◆ **About this exercise**: Whenever a line of the data below holds the string "enum", copy that line.

###

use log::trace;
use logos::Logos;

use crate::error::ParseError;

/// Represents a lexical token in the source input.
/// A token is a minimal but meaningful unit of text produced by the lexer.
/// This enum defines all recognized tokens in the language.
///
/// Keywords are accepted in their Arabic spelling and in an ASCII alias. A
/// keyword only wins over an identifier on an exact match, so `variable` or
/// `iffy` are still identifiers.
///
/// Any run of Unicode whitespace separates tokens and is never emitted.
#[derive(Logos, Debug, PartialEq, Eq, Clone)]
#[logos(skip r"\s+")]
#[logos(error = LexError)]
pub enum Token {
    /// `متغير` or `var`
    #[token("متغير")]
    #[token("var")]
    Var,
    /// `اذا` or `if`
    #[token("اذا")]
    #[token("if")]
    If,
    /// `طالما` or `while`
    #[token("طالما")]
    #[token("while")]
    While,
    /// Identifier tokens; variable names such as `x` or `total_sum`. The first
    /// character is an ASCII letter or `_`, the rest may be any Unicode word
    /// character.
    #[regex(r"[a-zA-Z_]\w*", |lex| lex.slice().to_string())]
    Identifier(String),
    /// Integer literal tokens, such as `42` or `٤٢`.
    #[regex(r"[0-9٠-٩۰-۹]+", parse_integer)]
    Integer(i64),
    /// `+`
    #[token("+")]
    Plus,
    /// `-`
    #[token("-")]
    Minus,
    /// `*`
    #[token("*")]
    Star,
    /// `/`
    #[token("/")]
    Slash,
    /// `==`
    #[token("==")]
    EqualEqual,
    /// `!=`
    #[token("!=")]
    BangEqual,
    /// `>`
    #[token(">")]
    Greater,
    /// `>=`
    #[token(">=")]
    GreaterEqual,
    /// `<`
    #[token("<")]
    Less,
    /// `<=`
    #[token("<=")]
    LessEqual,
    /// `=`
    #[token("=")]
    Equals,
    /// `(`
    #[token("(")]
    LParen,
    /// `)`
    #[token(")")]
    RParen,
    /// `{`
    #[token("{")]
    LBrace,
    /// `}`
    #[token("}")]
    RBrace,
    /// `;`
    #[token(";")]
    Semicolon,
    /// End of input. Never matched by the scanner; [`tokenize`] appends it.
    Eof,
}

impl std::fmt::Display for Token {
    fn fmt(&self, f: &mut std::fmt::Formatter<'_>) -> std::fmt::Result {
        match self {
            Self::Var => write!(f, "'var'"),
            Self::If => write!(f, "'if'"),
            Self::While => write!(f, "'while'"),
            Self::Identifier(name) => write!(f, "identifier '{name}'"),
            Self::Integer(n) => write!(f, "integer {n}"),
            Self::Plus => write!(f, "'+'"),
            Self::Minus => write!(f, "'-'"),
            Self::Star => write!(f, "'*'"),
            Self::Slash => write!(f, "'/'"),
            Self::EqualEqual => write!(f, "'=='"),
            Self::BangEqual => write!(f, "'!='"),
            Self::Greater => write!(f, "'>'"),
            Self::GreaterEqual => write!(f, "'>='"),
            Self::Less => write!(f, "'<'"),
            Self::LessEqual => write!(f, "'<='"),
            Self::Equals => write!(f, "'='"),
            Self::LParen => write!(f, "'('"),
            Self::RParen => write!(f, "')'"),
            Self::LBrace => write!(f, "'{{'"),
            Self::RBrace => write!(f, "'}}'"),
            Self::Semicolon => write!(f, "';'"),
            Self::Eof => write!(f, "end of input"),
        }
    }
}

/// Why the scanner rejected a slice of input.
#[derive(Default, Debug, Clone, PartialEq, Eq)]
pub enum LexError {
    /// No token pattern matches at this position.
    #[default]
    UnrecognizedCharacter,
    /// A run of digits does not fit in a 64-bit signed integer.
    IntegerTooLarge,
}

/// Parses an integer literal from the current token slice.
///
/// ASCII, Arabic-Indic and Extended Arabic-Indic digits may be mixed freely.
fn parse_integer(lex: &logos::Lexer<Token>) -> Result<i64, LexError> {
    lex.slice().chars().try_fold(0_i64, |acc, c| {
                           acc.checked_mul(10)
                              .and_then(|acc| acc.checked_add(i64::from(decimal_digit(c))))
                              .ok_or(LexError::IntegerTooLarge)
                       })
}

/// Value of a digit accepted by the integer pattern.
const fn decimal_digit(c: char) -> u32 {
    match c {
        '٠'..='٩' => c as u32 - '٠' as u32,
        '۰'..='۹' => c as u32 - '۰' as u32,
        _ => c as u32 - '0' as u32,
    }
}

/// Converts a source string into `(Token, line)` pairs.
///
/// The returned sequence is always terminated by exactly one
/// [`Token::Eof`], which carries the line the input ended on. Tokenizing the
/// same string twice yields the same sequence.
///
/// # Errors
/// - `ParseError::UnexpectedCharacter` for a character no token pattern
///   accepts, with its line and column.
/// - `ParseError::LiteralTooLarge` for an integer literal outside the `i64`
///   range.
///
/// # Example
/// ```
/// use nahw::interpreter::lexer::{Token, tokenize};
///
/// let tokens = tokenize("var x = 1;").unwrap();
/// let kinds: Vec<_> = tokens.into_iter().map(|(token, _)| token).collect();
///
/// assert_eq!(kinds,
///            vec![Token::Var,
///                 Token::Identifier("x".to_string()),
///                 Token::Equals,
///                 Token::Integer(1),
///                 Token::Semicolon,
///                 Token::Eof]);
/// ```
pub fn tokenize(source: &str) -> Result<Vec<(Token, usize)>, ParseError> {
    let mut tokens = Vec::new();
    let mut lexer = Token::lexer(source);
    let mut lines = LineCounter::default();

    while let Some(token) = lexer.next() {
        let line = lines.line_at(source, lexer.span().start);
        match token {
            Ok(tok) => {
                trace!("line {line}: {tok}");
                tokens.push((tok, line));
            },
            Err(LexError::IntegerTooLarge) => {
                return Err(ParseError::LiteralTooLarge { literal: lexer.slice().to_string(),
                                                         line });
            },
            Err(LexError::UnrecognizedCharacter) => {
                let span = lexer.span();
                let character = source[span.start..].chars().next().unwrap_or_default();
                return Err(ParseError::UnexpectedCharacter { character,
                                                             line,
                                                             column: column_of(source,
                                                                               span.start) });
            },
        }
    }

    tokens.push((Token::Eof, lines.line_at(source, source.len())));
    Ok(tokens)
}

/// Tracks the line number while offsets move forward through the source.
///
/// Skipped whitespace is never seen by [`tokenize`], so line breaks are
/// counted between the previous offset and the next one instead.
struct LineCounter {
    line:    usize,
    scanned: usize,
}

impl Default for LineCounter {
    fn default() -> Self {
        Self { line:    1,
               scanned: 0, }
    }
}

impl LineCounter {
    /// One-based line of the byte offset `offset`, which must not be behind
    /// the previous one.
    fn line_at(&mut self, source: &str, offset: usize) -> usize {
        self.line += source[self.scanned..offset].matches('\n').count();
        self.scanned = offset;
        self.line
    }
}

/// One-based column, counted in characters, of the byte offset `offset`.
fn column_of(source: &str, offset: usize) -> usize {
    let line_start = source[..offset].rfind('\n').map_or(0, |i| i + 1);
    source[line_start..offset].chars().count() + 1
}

###

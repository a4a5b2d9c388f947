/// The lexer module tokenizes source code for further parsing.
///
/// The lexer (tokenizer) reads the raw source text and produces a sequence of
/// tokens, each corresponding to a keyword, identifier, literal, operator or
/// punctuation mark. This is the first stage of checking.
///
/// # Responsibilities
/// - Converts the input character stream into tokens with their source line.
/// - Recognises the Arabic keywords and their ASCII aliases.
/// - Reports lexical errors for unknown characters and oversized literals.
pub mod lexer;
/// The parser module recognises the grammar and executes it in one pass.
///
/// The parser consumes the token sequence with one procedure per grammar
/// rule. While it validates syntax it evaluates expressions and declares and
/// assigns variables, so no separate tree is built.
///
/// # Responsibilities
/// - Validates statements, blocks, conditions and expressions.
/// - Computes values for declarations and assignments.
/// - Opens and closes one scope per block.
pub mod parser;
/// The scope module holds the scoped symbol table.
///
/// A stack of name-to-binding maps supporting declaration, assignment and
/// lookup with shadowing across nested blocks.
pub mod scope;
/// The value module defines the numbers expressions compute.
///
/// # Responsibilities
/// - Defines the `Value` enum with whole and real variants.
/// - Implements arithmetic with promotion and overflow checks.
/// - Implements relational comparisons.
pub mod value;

###

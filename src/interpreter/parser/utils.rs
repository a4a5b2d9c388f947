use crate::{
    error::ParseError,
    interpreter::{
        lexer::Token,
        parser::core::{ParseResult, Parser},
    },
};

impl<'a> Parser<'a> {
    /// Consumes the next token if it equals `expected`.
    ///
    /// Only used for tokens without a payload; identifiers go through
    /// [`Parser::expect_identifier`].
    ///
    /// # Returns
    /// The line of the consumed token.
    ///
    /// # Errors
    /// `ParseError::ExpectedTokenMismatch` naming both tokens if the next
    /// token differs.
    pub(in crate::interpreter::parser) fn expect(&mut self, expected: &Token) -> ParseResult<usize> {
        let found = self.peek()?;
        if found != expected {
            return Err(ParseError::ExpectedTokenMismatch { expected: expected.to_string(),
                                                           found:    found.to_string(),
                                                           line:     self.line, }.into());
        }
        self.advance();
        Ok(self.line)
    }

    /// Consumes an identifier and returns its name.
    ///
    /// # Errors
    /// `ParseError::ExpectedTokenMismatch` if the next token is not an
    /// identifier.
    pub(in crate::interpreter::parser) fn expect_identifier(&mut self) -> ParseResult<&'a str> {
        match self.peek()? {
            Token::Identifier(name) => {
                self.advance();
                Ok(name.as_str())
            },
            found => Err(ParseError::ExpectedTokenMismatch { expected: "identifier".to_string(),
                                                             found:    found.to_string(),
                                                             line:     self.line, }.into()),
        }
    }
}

###

◆ **Expected output**:
/// This enum defines all recognized tokens in the language.
pub enum Token {
pub enum LexError {
/// - Defines the `Value` enum with whole and real variants.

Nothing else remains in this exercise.